MLB

Yankees’ anemic offense finally breaks through in win over rival Rays

After too many nights when they have struggled to touch average-at-best starting pitchers, the Yankees turned around on Wednesday and knocked a Cy Young candidate out of the game after four innings.

Then their own Cy Young candidate — and the current favorite — took care of the rest to snap a three-game losing streak.

Anthony Volpe and Giancarlo Stanton hit home runs off Shane McClanahan, while Gerrit Cole got better as the night went on, combining to lift the Yankees to a 7-2 win over the Rays in The Bronx.

Volpe clubbed a two-run home run in the bottom of the third, and before the inning was over, Stanton added a three-run homer to put the Yankees up 5-2 on the lefty McClanahan.

“Gosh, Shane is so good, so anytime you can scrap back in a game like that after I put them in a [2-0] hole, it’s a big lift for us,” Cole said after throwing seven strong innings to lower his ERA to 2.64. “It just energized us.”

Giancarlo Stanton watches his three-run homer in the third inning of the Yankees’ 7-2 win over the Rays.

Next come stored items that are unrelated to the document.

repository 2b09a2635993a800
use crate::Environment;
use tracing::{debug, info};
use tracing_subscriber::{prelude::*, EnvFilter};

const PRODUCTION_FILTER: &str = "info,tower_http=info,sea_orm=warn,sqlx=warn";
const DEVELOPMENT_FILTER: &str = "debug,hyper=info,sqlx=info";

/// Install color-eyre with the project configuration.
///
/// Call this first in `main()`. Safe to call multiple times.
pub fn install_color_eyre() {
    let _ = color_eyre::config::HookBuilder::default()
        .display_location_section(true)
        .display_env_section(false)
        .install();
}

/// Initialize tracing with environment-aware output and span capture.
///
/// - **Production**: flattened JSON lines, no module targets.
/// - **Development**: pretty, human-readable output.
///
/// Both modes install `tracing_error::ErrorLayer` so eyre reports carry span
/// traces. `RUST_LOG` overrides the default filter. Repeated calls are
/// ignored, which keeps tests that initialize tracing independent.
pub fn init_tracing(environment: &Environment) {
    let filter = EnvFilter::try_from_default_env().unwrap_or_else(|_| {
        if environment.is_production() {
            EnvFilter::new(PRODUCTION_FILTER)
        } else {
            EnvFilter::new(DEVELOPMENT_FILTER)
        }
    });

    let result = if environment.is_production() {
        tracing_subscriber::registry()
            .with(
                tracing_subscriber::fmt::layer()
                    .json()
                    .with_target(false)
                    .flatten_event(true),
            )
            .with(tracing_error::ErrorLayer::default())
            .with(filter)
            .try_init()
    } else {
        tracing_subscriber::registry()
            .with(
                tracing_subscriber::fmt::layer()
                    .with_target(true)
                    .with_file(false)
                    .with_line_number(false)
                    .pretty(),
            )
            .with(tracing_error::ErrorLayer::default())
            .with(filter)
            .try_init()
    };

    match result {
        Ok(_) => info!(?environment, "Tracing initialized"),
        Err(_) => debug!("Tracing already initialized, skipping re-initialization"),
    }
}
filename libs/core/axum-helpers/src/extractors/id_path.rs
use crate::errors::AppError;
use axum::{
    extract::{FromRequestParts, Path},
    http::request::Parts,
};

/// Integer id taken from the single path parameter of a route.
///
/// A value that is not an `i32` is rejected with `400 INVALID_ID` instead of
/// axum's plain-text rejection.
///
/// ```ignore
/// async fn get_product(IdPath(id): IdPath) -> String {
///     format!("Product {}", id)
/// }
///
/// let app = Router::new().route("/products/{id}", get(get_product));
/// ```
pub struct IdPath(pub i32);

impl<S> FromRequestParts<S> for IdPath
where
    S: Send + Sync,
{
    type Rejection = AppError;

    async fn from_request_parts(parts: &mut Parts, state: &S) -> Result<Self, Self::Rejection> {
        let Path(raw) = Path::<String>::from_request_parts(parts, state)
            .await
            .map_err(|e| AppError::BadRequest(e.body_text()))?;

        raw.trim()
            .parse::<i32>()
            .map(IdPath)
            .map_err(|_| AppError::InvalidId(raw))
    }
}
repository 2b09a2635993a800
//! Application state management

use database::postgres::DatabaseConnection;

/// Shared application state
#[derive(Clone)]
pub struct AppState {
    pub config: crate::config::Config,
    pub db: DatabaseConnection,
}
//! PostgreSQL connection pool and helpers

mod config;
mod connector;
mod health;
mod numeric;

pub use config::{PostgresConfig, TlsMode};
pub use connector::{connect_from_config, connect_with_options};
pub use health::check_health;
pub use numeric::Numeric;

// Re-export SeaORM types for convenience
pub use sea_orm::{ConnectOptions, DatabaseConnection, DbErr};
use async_trait::async_trait;
use chrono::Utc;
use std::collections::HashMap;
use std::sync::Arc;
use tokio::sync::RwLock;

use crate::error::{ProductError, ProductResult};
use crate::models::Product;

/// Repository trait for Product persistence
///
/// Every lookup returns `None` when nothing matches, sequences included: a
/// returned `Vec` is never empty. Sequences are ordered by `id`.
#[cfg_attr(test, mockall::automock)]
#[async_trait]
pub trait ProductRepository: Send + Sync {
    /// Get a product by ID
    async fn find_by_id(&self, id: i32) -> ProductResult<Option<Product>>;

    /// Products whose category equals `category` exactly
    async fn find_by_category(&self, category: &str) -> ProductResult<Option<Vec<Product>>>;

    /// Products whose description contains `query`, ignoring case.
    ///
    /// `query` is matched literally; `%` and `_` are not wildcards.
    async fn find_by_query(&self, query: &str) -> ProductResult<Option<Vec<Product>>>;

    /// Every product
    async fn get_all(&self) -> ProductResult<Option<Vec<Product>>>;

    /// Add `delta` to the quantity of product `id` and stamp `modified`.
    ///
    /// Returns the updated product, or `None` if no row has that id.
    async fn update_quantity(&self, id: i32, delta: i32) -> ProductResult<Option<Product>>;
}

/// In-memory implementation of ProductRepository (for testing and demos)
#[derive(Debug, Default, Clone)]
pub struct InMemoryProductRepository {
    products: Arc<RwLock<HashMap<i32, Product>>>,
}

impl InMemoryProductRepository {
    pub fn new() -> Self {
        Self::default()
    }

    pub fn with_products(products: impl IntoIterator<Item = Product>) -> Self {
        let products = products.into_iter().map(|p| (p.id, p)).collect();
        Self {
            products: Arc::new(RwLock::new(products)),
        }
    }

    /// Insert or replace a product row.
    pub async fn insert(&self, product: Product) {
        self.products.write().await.insert(product.id, product);
    }

    async fn select<F>(&self, predicate: F) -> Option<Vec<Product>>
    where
        F: Fn(&Product) -> bool,
    {
        let products = self.products.read().await;
        let mut result: Vec<Product> = products
            .values()
            .filter(|p| predicate(*p))
            .cloned()
            .map(with_stock_flag)
            .collect();

        if result.is_empty() {
            return None;
        }
        result.sort_by_key(|p| p.id);
        Some(result)
    }
}

fn with_stock_flag(mut product: Product) -> Product {
    product.in_stock = product.quantity > 0;
    product
}

#[async_trait]
impl ProductRepository for InMemoryProductRepository {
    async fn find_by_id(&self, id: i32) -> ProductResult<Option<Product>> {
        let products = self.products.read().await;
        Ok(products.get(&id).cloned().map(with_stock_flag))
    }

    async fn find_by_category(&self, category: &str) -> ProductResult<Option<Vec<Product>>> {
        Ok(self.select(|p| p.category == category).await)
    }

    async fn find_by_query(&self, query: &str) -> ProductResult<Option<Vec<Product>>> {
        let needle = query.to_lowercase();
        Ok(self
            .select(|p| p.description.to_lowercase().contains(&needle))
            .await)
    }

    async fn get_all(&self) -> ProductResult<Option<Vec<Product>>> {
        Ok(self.select(|_| true).await)
    }

    async fn update_quantity(&self, id: i32, delta: i32) -> ProductResult<Option<Product>> {
        let mut products = self.products.write().await;
        let Some(product) = products.get_mut(&id) else {
            return Ok(None);
        };

        product.quantity = product
            .quantity
            .checked_add(delta)
            .ok_or_else(|| ProductError::Query("integer out of range".to_string()))?;
        product.modified = Some(Utc::now().naive_utc());
        product.in_stock = product.quantity > 0;

        tracing::info!(product_id = id, delta, quantity = product.quantity, "Updated quantity");
        Ok(Some(product.clone()))
    }
}
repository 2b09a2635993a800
//! Readiness endpoint

use axum::{extract::State, response::Response, routing::get, Router};
use axum_helpers::{run_health_checks, HealthCheckFuture};
use database::postgres::check_health;

use crate::state::AppState;

async fn ready(State(state): State<AppState>) -> Response {
    let checks: Vec<(&str, HealthCheckFuture)> = vec![(
        "database",
        Box::pin(async { check_health(&state.db).await.map_err(|e| e.to_string()) }),
    )];
    run_health_checks(checks).await
}

/// Router exposing `GET /ready`
pub fn router(state: AppState) -> Router {
    Router::new().route("/ready", get(ready)).with_state(state)
}
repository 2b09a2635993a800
use crate::{env_or_default, env_parse, ConfigError, FromEnv};
use std::net::Ipv4Addr;

/// HTTP listener configuration
#[derive(Clone, Debug)]
pub struct ServerConfig {
    pub host: String,
    pub port: u16,
}

impl ServerConfig {
    pub fn new(host: impl Into<String>, port: u16) -> Self {
        Self {
            host: host.into(),
            port,
        }
    }

    /// Get the server address as "host:port"
    pub fn address(&self) -> String {
        format!("{}:{}", self.host, self.port)
    }

    /// Base URL advertised in the API documentation
    pub fn local_url(&self) -> String {
        format!("http://localhost:{}", self.port)
    }
}

impl FromEnv for ServerConfig {
    /// - HOST: defaults to 0.0.0.0
    /// - PORT: defaults to 8080
    fn from_env() -> Result<Self, ConfigError> {
        let host = env_or_default("HOST", &Ipv4Addr::UNSPECIFIED.to_string());
        let port = env_parse("PORT", "8080")?;

        Ok(Self { host, port })
    }
}

impl Default for ServerConfig {
    fn default() -> Self {
        Self::new(Ipv4Addr::UNSPECIFIED.to_string(), 8080)
    }
}

#[cfg(test)]
mod tests {
    use super::*;

    #[test]
    fn test_server_config_from_env_with_defaults() {
        temp_env::with_vars([("HOST", None::<&str>), ("PORT", None::<&str>)], || {
            let config = ServerConfig::from_env().unwrap();
            assert_eq!(config.address(), "0.0.0.0:8080");
        });
    }

    #[test]
    fn test_server_config_from_env_with_custom_values() {
        temp_env::with_vars([("HOST", Some("127.0.0.1")), ("PORT", Some("3000"))], || {
            let config = ServerConfig::from_env().unwrap();
            assert_eq!(config.host, "127.0.0.1");
            assert_eq!(config.port, 3000);
            assert_eq!(config.local_url(), "http://localhost:3000");
        });
    }

    #[test]
    fn test_server_config_from_env_invalid_port() {
        for port in ["not_a_number", "99999"] {
            temp_env::with_var("PORT", Some(port), || {
                let err = ServerConfig::from_env().unwrap_err();
                assert!(err.to_string().contains("PORT"));
            });
        }
    }

    #[test]
    fn test_server_config_default() {
        let config = ServerConfig::default();
        assert_eq!(config.host, "0.0.0.0");
        assert_eq!(config.port, 8080);
    }
}
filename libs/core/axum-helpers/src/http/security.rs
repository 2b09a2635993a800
use axum::{
    extract::Request,
    http::{
        HeaderValue,
        header::{self, HeaderName},
    },
    middleware::Next,
    response::Response,
};

/// Middleware that adds security headers to all responses.
///
/// - X-Content-Type-Options: nosniff
/// - X-Frame-Options: DENY
/// - Referrer-Policy: strict-origin-when-cross-origin
/// - Permissions-Policy: geolocation=(), microphone=(), camera=()
pub async fn security_headers(request: Request, next: Next) -> Response {
    let mut response = next.run(request).await;

    let headers = response.headers_mut();
    headers.insert(
        header::X_CONTENT_TYPE_OPTIONS,
        HeaderValue::from_static("nosniff"),
    );
    headers.insert(header::X_FRAME_OPTIONS, HeaderValue::from_static("DENY"));
    headers.insert(
        header::REFERRER_POLICY,
        HeaderValue::from_static("strict-origin-when-cross-origin"),
    );
    headers.insert(
        HeaderName::from_static("permissions-policy"),
        HeaderValue::from_static("geolocation=(), microphone=(), camera=()"),
    );

    response
}
use chrono::NaiveDateTime;
use serde::{Deserialize, Serialize};
use utoipa::{IntoParams, ToSchema};

/// Product entity
///
/// `in_stock` is never stored; every read derives it from `quantity`.
#[derive(Debug, Clone, PartialEq, Serialize, Deserialize, ToSchema)]
pub struct Product {
    /// Primary key
    #[schema(example = 1)]
    pub id: i32,
    #[schema(example = "Mechanical keyboard")]
    pub description: String,
    /// Category name, matched exactly
    #[schema(example = "electronics")]
    pub category: String,
    /// Units on hand; may be zero or negative
    #[schema(example = 5)]
    pub quantity: i32,
    /// Time of the last quantity change, if any
    #[schema(value_type = Option<String>, example = "2024-01-01T00:00:00")]
    pub modified: Option<NaiveDateTime>,
    /// `quantity > 0`
    pub in_stock: bool,
}

impl Product {
    pub fn new(
        id: i32,
        description: impl Into<String>,
        category: impl Into<String>,
        quantity: i32,
    ) -> Self {
        Self {
            id,
            description: description.into(),
            category: category.into(),
            quantity,
            modified: None,
            in_stock: quantity > 0,
        }
    }
}

/// Body of `PUT /{id}/quantity`
#[derive(Debug, Clone, Copy, Serialize, Deserialize, ToSchema)]
pub struct QuantityAdjustment {
    /// Signed change applied to the current quantity
    #[schema(example = 3)]
    pub delta: i32,
}

/// Free-text search parameters
#[derive(Debug, Clone, Default, Deserialize, IntoParams)]
#[into_params(parameter_in = Query)]
pub struct SearchQuery {
    /// Case-insensitive substring of the description; empty matches everything
    #[serde(default)]
    pub q: String,
}
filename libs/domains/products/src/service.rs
//! Product Service - turns absent repository results into not-found errors

use std::sync::Arc;
use tracing::instrument;

use crate::error::{ProductError, ProductResult};
use crate::models::Product;
use crate::repository::ProductRepository;

/// Product service used by the HTTP layer
pub struct ProductService<R: ProductRepository> {
    repository: Arc<R>,
}

impl<R: ProductRepository> ProductService<R> {
    /// Create a new ProductService with the given repository
    pub fn new(repository: R) -> Self {
        Self {
            repository: Arc::new(repository),
        }
    }

    #[instrument(skip(self))]
    pub async fn get_product(&self, id: i32) -> ProductResult<Product> {
        self.repository
            .find_by_id(id)
            .await?
            .ok_or(ProductError::NotFound(id))
    }

    #[instrument(skip(self))]
    pub async fn list_products(&self) -> ProductResult<Vec<Product>> {
        self.repository.get_all().await?.ok_or(ProductError::Empty)
    }

    #[instrument(skip(self))]
    pub async fn list_by_category(&self, category: &str) -> ProductResult<Vec<Product>> {
        self.repository
            .find_by_category(category)
            .await?
            .ok_or_else(|| ProductError::CategoryNotFound(category.to_string()))
    }

    #[instrument(skip(self))]
    pub async fn search_products(&self, query: &str) -> ProductResult<Vec<Product>> {
        self.repository
            .find_by_query(query)
            .await?
            .ok_or_else(|| ProductError::NoMatches(query.to_string()))
    }

    /// Apply a signed quantity change and return the updated product
    #[instrument(skip(self))]
    pub async fn adjust_quantity(&self, id: i32, delta: i32) -> ProductResult<Product> {
        let product = self
            .repository
            .update_quantity(id, delta)
            .await?
            .ok_or(ProductError::NotFound(id))?;

        tracing::info!(
            product_id = id,
            quantity = product.quantity,
            in_stock = product.in_stock,
            "Adjusted product quantity"
        );
        Ok(product)
    }
}

#[cfg(test)]
mod tests {
    use super::*;
    use crate::repository::MockProductRepository;
    use mockall::predicate::eq;

    #[tokio::test]
    async fn test_get_product_found() {
        let mut mock_repo = MockProductRepository::new();
        mock_repo
            .expect_find_by_id()
            .with(eq(1))
            .returning(|id| Ok(Some(Product::new(id, "Widget", "misc", 3))));

        let service = ProductService::new(mock_repo);
        let product = service.get_product(1).await.unwrap();

        assert_eq!(product.id, 1);
    }

    #[tokio::test]
    async fn test_get_product_missing_is_not_found() {
        let mut mock_repo = MockProductRepository::new();
        mock_repo.expect_find_by_id().returning(|_| Ok(None));

        let service = ProductService::new(mock_repo);
        let err = service.get_product(9).await.unwrap_err();

        assert!(matches!(err, ProductError::NotFound(9)));
    }

    #[tokio::test]
    async fn test_list_products_empty_catalog() {
        let mut mock_repo = MockProductRepository::new();
        mock_repo.expect_get_all().times(1).returning(|| Ok(None));

        let service = ProductService::new(mock_repo);

        assert!(matches!(
            service.list_products().await.unwrap_err(),
            ProductError::Empty
        ));
    }

    #[tokio::test]
    async fn test_list_by_category_passes_category_through() {
        let mut mock_repo = MockProductRepository::new();
        mock_repo
            .expect_find_by_category()
            .withf(|category| category == "Toys")
            .returning(|_| Ok(None));

        let service = ProductService::new(mock_repo);
        let err = service.list_by_category("Toys").await.unwrap_err();

        assert!(matches!(err, ProductError::CategoryNotFound(ref c) if c == "Toys"));
    }

    #[tokio::test]
    async fn test_search_products_no_matches() {
        let mut mock_repo = MockProductRepository::new();
        mock_repo
            .expect_find_by_query()
            .withf(|query| query == "teapot")
            .returning(|_| Ok(None));

        let service = ProductService::new(mock_repo);
        let err = service.search_products("teapot").await.unwrap_err();

        assert!(matches!(err, ProductError::NoMatches(_)));
    }

    #[tokio::test]
    async fn test_adjust_quantity_forwards_delta() {
        let mut mock_repo = MockProductRepository::new();
        mock_repo
            .expect_update_quantity()
            .with(eq(4), eq(-2))
            .times(1)
            .returning(|id, _| Ok(Some(Product::new(id, "Widget", "misc", 0))));

        let service = ProductService::new(mock_repo);
        let product = service.adjust_quantity(4, -2).await.unwrap();

        assert!(!product.in_stock);
    }

    #[tokio::test]
    async fn test_adjust_quantity_missing_product() {
        let mut mock_repo = MockProductRepository::new();
        mock_repo.expect_update_quantity().returning(|_, _| Ok(None));

        let service = ProductService::new(mock_repo);

        assert!(matches!(
            service.adjust_quantity(4, 1).await.unwrap_err(),
            ProductError::NotFound(4)
        ));
    }

    #[tokio::test]
    async fn test_repository_errors_propagate() {
        let mut mock_repo = MockProductRepository::new();
        mock_repo
            .expect_get_all()
            .returning(|| Err(ProductError::Connection("pool timed out".into())));

        let service = ProductService::new(mock_repo);
        let err = service.list_products().await.unwrap_err();

        assert!(err.is_transient());
    }
}
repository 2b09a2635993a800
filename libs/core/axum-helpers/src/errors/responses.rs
//! Reusable OpenAPI response types for consistent API documentation.

use super::ErrorResponse;
#[allow(unused_imports)]
use serde_json::json;
use utoipa::ToResponse;

#[derive(ToResponse)]
#[response(
    description = "Internal Server Error",
    content_type = "application/json",
    example = json!({
        "code": 1005,
        "error": "INTERNAL_ERROR",
        "message": "An internal server error occurred"
    })
)]
pub struct InternalServerErrorResponse(pub ErrorResponse);

#[derive(ToResponse)]
#[response(
    description = "Bad Request - Invalid id",
    content_type = "application/json",
    example = json!({
        "code": 1002,
        "error": "INVALID_ID",
        "message": "Invalid id: abc"
    })
)]
pub struct BadRequestIdResponse(pub ErrorResponse);

#[derive(ToResponse)]
#[response(
    description = "Bad Request - Malformed body",
    content_type = "application/json",
    example = json!({
        "code": 1003,
        "error": "JSON_EXTRACTION",
        "message": "Failed to parse the request body as JSON"
    })
)]
pub struct BadRequestBodyResponse(pub ErrorResponse);

#[derive(ToResponse)]
#[response(
    description = "Resource not found",
    content_type = "application/json",
    example = json!({
        "code": 1004,
        "error": "NOT_FOUND",
        "message": "Resource not found"
    })
)]
pub struct NotFoundResponse(pub ErrorResponse);
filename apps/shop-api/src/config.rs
//! Configuration for the Shop API

use core_config::{app_info, server::ServerConfig, AppInfo, FromEnv};
use database::postgres::PostgresConfig;

pub use core_config::Environment;

/// Application configuration
#[derive(Clone, Debug)]
pub struct Config {
    pub app: AppInfo,
    pub database: PostgresConfig,
    pub server: ServerConfig,
    pub environment: Environment,
}

impl Config {
    pub fn from_env() -> eyre::Result<Self> {
        let environment = Environment::from_env();
        let database = PostgresConfig::from_env()?;
        let server = ServerConfig::from_env()?;

        Ok(Self {
            app: app_info!(),
            database,
            server,
            environment,
        })
    }
}

#[cfg(test)]
mod tests {
    use super::*;

    #[test]
    fn test_from_env_development_defaults() {
        temp_env::with_vars(
            [
                ("APP_ENV", None),
                ("DATABASE_URL", None),
                ("PGHOST", Some("db")),
                ("PORT", Some("3000")),
            ],
            || {
                let config = Config::from_env().unwrap();
                assert!(config.environment.is_development());
                assert_eq!(config.server.port, 3000);
                assert!(config.database.url().contains("@db:5432/"));
                assert_eq!(config.app.name, "shop_api");
            },
        );
    }

    #[test]
    fn test_from_env_production_needs_database_url() {
        temp_env::with_vars(
            [("APP_ENV", Some("production")), ("DATABASE_URL", None)],
            || {
                assert!(Config::from_env().is_err());
            },
        );
    }
}
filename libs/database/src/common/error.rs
/// Database error type for pool-level operations
#[derive(Debug, thiserror::Error)]
pub enum DatabaseError {
    /// Health check failed
    #[error("Health check failed: {0}")]
    HealthCheckFailed(String),
}
//! Database library providing the PostgreSQL connection pool and helpers
//!
//! # Features
//!
//! - `postgres` (default) - PostgreSQL support with SeaORM
//! - `config` - Configuration support with `core_config::FromEnv`
//! - `all` - All features
//!
//! The crate's own tests always build with `config` enabled.
//!
//! # Numeric columns
//!
//! Row structs decode `NUMERIC`/`DECIMAL` columns as native floats by declaring
//! the field as [`postgres::Numeric`] instead of a decimal type.
//!
//! # Example
//!
//! ```ignore
//! use core_config::FromEnv;
//! use database::postgres::{self, PostgresConfig};
//!
//! let config = PostgresConfig::from_env()?;
//! let db = postgres::connect_from_config(config).await?;
//! postgres::check_health(&db).await?;
//! ```

pub mod common;

#[cfg(feature = "postgres")]
pub mod postgres;

pub use common::DatabaseError;
use chrono::{DateTime, Utc};
use serde::{Deserialize, Serialize};

/// A lazy reference to an attachment — the relay never downloads or stores
/// attachment bytes, only enough to rebuild a link in the target channel.
#[derive(Debug, Clone, Serialize, Deserialize)]
pub struct AttachmentRef {
    pub url: String,
    pub filename: String,
}

#[derive(Debug, Clone, Copy, PartialEq, Eq, Serialize, Deserialize)]
#[serde(rename_all = "snake_case")]
pub enum ReplyOriginKind {
    /// The reply targets a message that was never relayed.
    Native,
    /// The reply targets a message this relay itself posted.
    Relayed,
    /// The reply targets a relayed message that was itself a reply; nesting
    /// was capped at one level.
    RelayedNested,
}

#[derive(Debug, Clone, Serialize, Deserialize)]
pub struct ReplyContext {
    pub author_display: String,
    pub quoted_text: String,
    pub origin_kind: ReplyOriginKind,
}

/// Immutable, append-only record of a successfully processed inbound event.
/// Written once the Fan-Out Engine finishes, whether or not any deliveries
/// succeeded.
#[derive(Debug, Clone, Serialize, Deserialize)]
pub struct MessageLogEntry {
    pub id: i64,
    pub room_id: i64,
    pub source_guild_id: i64,
    pub source_channel_id: i64,
    pub source_message_id: i64,
    pub author_id: i64,
    pub author_display: String,
    pub content: String,
    pub attachments: Vec<AttachmentRef>,
    pub reply_to: Option<ReplyContext>,
    pub timestamp: DateTime<Utc>,
    pub delivered_count: i64,
    pub failed_count: i64,
}

#[derive(Debug, Clone)]
pub struct NewMessageLogEntry {
    pub id: i64,
    pub room_id: i64,
    pub source_guild_id: i64,
    pub source_channel_id: i64,
    pub source_message_id: i64,
    pub author_id: i64,
    pub author_display: String,
    pub content: String,
    pub attachments: Vec<AttachmentRef>,
    pub reply_to: Option<ReplyContext>,
    pub delivered_count: i64,
    pub failed_count: i64,
}
use redis::AsyncCommands;
use serde::{de::DeserializeOwned, Serialize};

use crate::error::CacheError;
use crate::keys;
use crate::pool::CachePool;

async fn get_json<T: DeserializeOwned>(
    cache: &CachePool,
    key: &str,
) -> Result<Option<T>, CacheError> {
    let mut conn = cache.connection();
    let raw: Option<String> = conn.get(key).await?;
    match raw {
        Some(s) => Ok(Some(serde_json::from_str(&s)?)),
        None => Ok(None),
    }
}

async fn set_json<T: Serialize>(
    cache: &CachePool,
    key: &str,
    value: &T,
    ttl_secs: u64,
) -> Result<(), CacheError> {
    let mut conn = cache.connection();
    let raw = serde_json::to_string(value)?;
    conn.set_ex::<_, _, ()>(key, raw, ttl_secs).await?;
    Ok(())
}

pub async fn get_room(
    cache: &CachePool,
    room_id: i64,
) -> Result<Option<roomrelay_models::room::Room>, CacheError> {
    get_json(cache, &keys::room(room_id)).await
}

pub async fn put_room(
    cache: &CachePool,
    room: &roomrelay_models::room::Room,
) -> Result<(), CacheError> {
    set_json(cache, &keys::room(room.id), room, keys::ROOM_TTL_SECS).await
}

pub async fn drop_room(cache: &CachePool, room_id: i64) -> Result<(), CacheError> {
    let mut conn = cache.connection();
    let _: () = conn.del(keys::room(room_id)).await?;
    Ok(())
}

pub async fn get_perms(
    cache: &CachePool,
    room_id: i64,
) -> Result<Option<roomrelay_models::permissions::RoomPermissions>, CacheError> {
    get_json(cache, &keys::perms(room_id)).await
}

pub async fn put_perms(
    cache: &CachePool,
    perms: &roomrelay_models::permissions::RoomPermissions,
) -> Result<(), CacheError> {
    set_json(cache, &keys::perms(perms.room_id), perms, keys::PERMS_TTL_SECS).await
}

pub async fn drop_perms(cache: &CachePool, room_id: i64) -> Result<(), CacheError> {
    let mut conn = cache.connection();
    let _: () = conn.del(keys::perms(room_id)).await?;
    Ok(())
}

/// Resolution of a `chan:` lookup: a live binding, a negative-cache
/// tombstone, or nothing cached yet.
#[derive(Debug, Clone, PartialEq, Eq)]
pub enum ChanLookup {
    Room(i64),
    Tombstone,
}

pub async fn get_chan(
    cache: &CachePool,
    guild_id: i64,
    channel_id: i64,
) -> Result<Option<ChanLookup>, CacheError> {
    let mut conn = cache.connection();
    let raw: Option<String> = conn.get(keys::chan(guild_id, channel_id)).await?;
    Ok(raw.map(|v| {
        if v == keys::TOMBSTONE {
            ChanLookup::Tombstone
        } else {
            ChanLookup::Room(v.parse().unwrap_or_default())
        }
    }))
}

pub async fn put_chan_room(
    cache: &CachePool,
    guild_id: i64,
    channel_id: i64,
    room_id: i64,
) -> Result<(), CacheError> {
    let mut conn = cache.connection();
    conn.set_ex::<_, _, ()>(
        keys::chan(guild_id, channel_id),
        room_id.to_string(),
        keys::CHAN_TTL_SECS,
    )
    .await?;
    Ok(())
}

pub async fn put_chan_tombstone(
    cache: &CachePool,
    guild_id: i64,
    channel_id: i64,
) -> Result<(), CacheError> {
    let mut conn = cache.connection();
    conn.set_ex::<_, _, ()>(
        keys::chan(guild_id, channel_id),
        keys::TOMBSTONE,
        keys::TOMBSTONE_TTL_SECS,
    )
    .await?;
    Ok(())
}

pub async fn drop_chan(cache: &CachePool, guild_id: i64, channel_id: i64) -> Result<(), CacheError> {
    let mut conn = cache.connection();
    let _: () = conn.del(keys::chan(guild_id, channel_id)).await?;
    Ok(())
}

/// The `live_stats` snapshot the Live Push Hub ticks every few seconds and
/// `GET /analytics/live` reads back without needing its own websocket
/// connection count.
pub async fn get_live_stats(
    cache: &CachePool,
) -> Result<Option<roomrelay_models::live_push::LiveStats>, CacheError> {
    get_json(cache, keys::LIVE_STATS_KEY).await
}

pub async fn put_live_stats(
    cache: &CachePool,
    stats: &roomrelay_models::live_push::LiveStats,
) -> Result<(), CacheError> {
    set_json(cache, keys::LIVE_STATS_KEY, stats, keys::LIVE_STATS_TTL_SECS).await
}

Charles Wenzelberg/New York Post

Stanton later drove in another run on a single in the seventh inning, giving him four RBIs a day after the Yankees (56-52) failed to add a hitter by the trade deadline.

Instead, their playoff hopes are banking on improvements from within, a more consistent Stanton being chief among them.

“That’s what we need — we need Big G to be a menace in the middle,” manager Aaron Boone said.

Volpe also went 3-for-4 while Gleyber Torres added three hits and two runs of his own — the second a swiping of home on the back end of a double-steal in the seventh — to help the Yankees avoid being swept by the Rays (66-45).

Of course, for the victory to mean anything, the Yankees — who remained 3 ½ games back of the final AL wild card — will have to build off of it with results Thursday in the opener of a four-game series against the Astros.

Aside from a sweep two weeks ago of the Royals, one of the worst teams in baseball, the Yankees have not won two consecutive games since July 3-4 against the Orioles.

Gerrit Cole, who improved to 10-2, held the Rays two two runs over seven innings in the Yankees’ win. Charles Wenzelberg/New York Post

“It’s just sticking to the same approach,” Volpe said. “We’ve got a good team coming into town, I think everyone’s pumped up. We’re just going to stick to it, do our homework and prepare the way we prepare. But I think everyone would be lying to you if they said that finally getting some good results doesn’t help.”

At least for one night — reminiscent of the kind of at-bats they put together the last time they won, on Saturday in Baltimore — the Yankees worked deep counts and forced McClanahan (who entered the night 11-1 with a 3.00 ERA) to throw 82 pitches across four innings.

The Rays ace was also dealing with some forearm tightness, he later told reporters.

Cole, meanwhile, gave up a two-run, third-deck home run to Wander Franco two batters into the game. But from there, he only strengthened his status as the AL Cy Young favorite, turning in seven quality innings while striking out eight.

Anthony Volpe points to the Yankees’ dugout after hitting a two-run homer in the third inning of the Bombers’ win. Charles Wenzelberg/New York Post

The Yankees’ ace got some help from left fielder Isiah Kiner-Falefa, who threw out a pair of Rays who were trying to stretch singles into doubles, and Harrison Bader, who made a sliding catch on the warning track in the sixth.

But the biggest boost came from the Yankees’ offense, which has too often stayed silent.

In Cole’s last start, they wasted his seven shutout innings in a 1-0 loss to the Orioles, but on Wednesday it was a different story against McClanahan.

“He’s a nasty pitcher,” Stanton said. “We gotta wear pitchers down. Get them out of the game early, get into that bullpen and just grind out at-bats. Over and over again, make it tough.”

That task will only get more challenging against the Astros, but the Yankees need to stick to it if they are going to save their season.

“We’ve had some of these games, now it’s about trying to string them together,” Boone said. “Hopefully we can put together a consistent week. We know we got a good team coming in, more good pitching coming our way, but hopefully we can at least continue to make it difficult on especially opposing starters.”